■ WHAT NEEDS TO BE DONE
Across these entries, report how many lines include the string "hierarchy", with nothing but the number.

■ PROVIDED DATA
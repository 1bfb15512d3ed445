// SPDX-FileCopyrightText: 2026 Parley Contributors
// SPDX-License-Identifier: MIT OR Apache-2.0

//! Configuration loader using Figment for layered config merging.
//!
//! Supports XDG hierarchy: `./parley.toml` > `~/.config/parley/parley.toml` > `/etc/parley/parley.toml`
//! with environment variable overrides via `PARLEY_` prefix.

#![allow(clippy::result_large_err)] // figment::Error is external and cannot be boxed without wrapper

use std::path::Path;

use figment::{
    providers::{Env, Format, Serialized, Toml},
    Figment,
};

use crate::model::ParleyConfig;

/// Top-level sections that environment variables may address.
const SECTIONS: &[&str] = &[
    "agent",
    "gateway",
    "storage",
    "llm",
    "bridge",
    "assistant",
    "sync",
];

/// Load configuration from the standard XDG hierarchy with env var overrides.
///
/// Merge order (later overrides earlier):
/// 1. Compiled defaults
/// 2. `/etc/parley/parley.toml` (system-wide)
/// 3. `~/.config/parley/parley.toml` (user XDG config)
/// 4. `./parley.toml` (local directory)
/// 5. `PARLEY_*` environment variables
pub fn load_config() -> Result<ParleyConfig, figment::Error> {
    build_figment().extract()
}

/// Load configuration from a TOML string only (no XDG lookup, no env vars).
///
/// Used for testing and explicit configuration.
pub fn load_config_from_str(toml_content: &str) -> Result<ParleyConfig, figment::Error> {
    Figment::new()
        .merge(Serialized::defaults(ParleyConfig::default()))
        .merge(Toml::string(toml_content))
        .extract()
}

/// Load configuration from a specific file path with env var overrides.
pub fn load_config_from_path(path: &Path) -> Result<ParleyConfig, figment::Error> {
    Figment::new()
        .merge(Serialized::defaults(ParleyConfig::default()))
        .merge(Toml::file(path))
        .merge(env_provider())
        .extract()
}

/// Build the Figment used for config loading (exposed for diagnostic use).
pub fn build_figment() -> Figment {
    Figment::new()
        .merge(Serialized::defaults(ParleyConfig::default()))
        .merge(Toml::file("/etc/parley/parley.toml"))
        .merge(Toml::file(
            dirs::config_dir()
                .map(|d| d.join("parley/parley.toml"))
                .unwrap_or_default(),
        ))
        .merge(Toml::file("parley.toml"))
        .merge(env_provider())
}

/// Maps a lowercased, prefix-stripped env var name to a dotted config key.
///
/// Only the leading section name is split off, so `bridge_history_limit`
/// becomes `bridge.history_limit` rather than `bridge.history.limit`.
pub fn map_env_key(key: &str) -> String {
    for section in SECTIONS {
        if let Some(rest) = key
            .strip_prefix(section)
            .and_then(|r| r.strip_prefix('_'))
        {
            return format!("{section}.{rest}");
        }
    }
    key.to_string()
}

fn env_provider() -> Env {
    Env::prefixed("PARLEY_").map(|key| map_env_key(key.as_str()).into())
}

■ ANSWER BELOW
2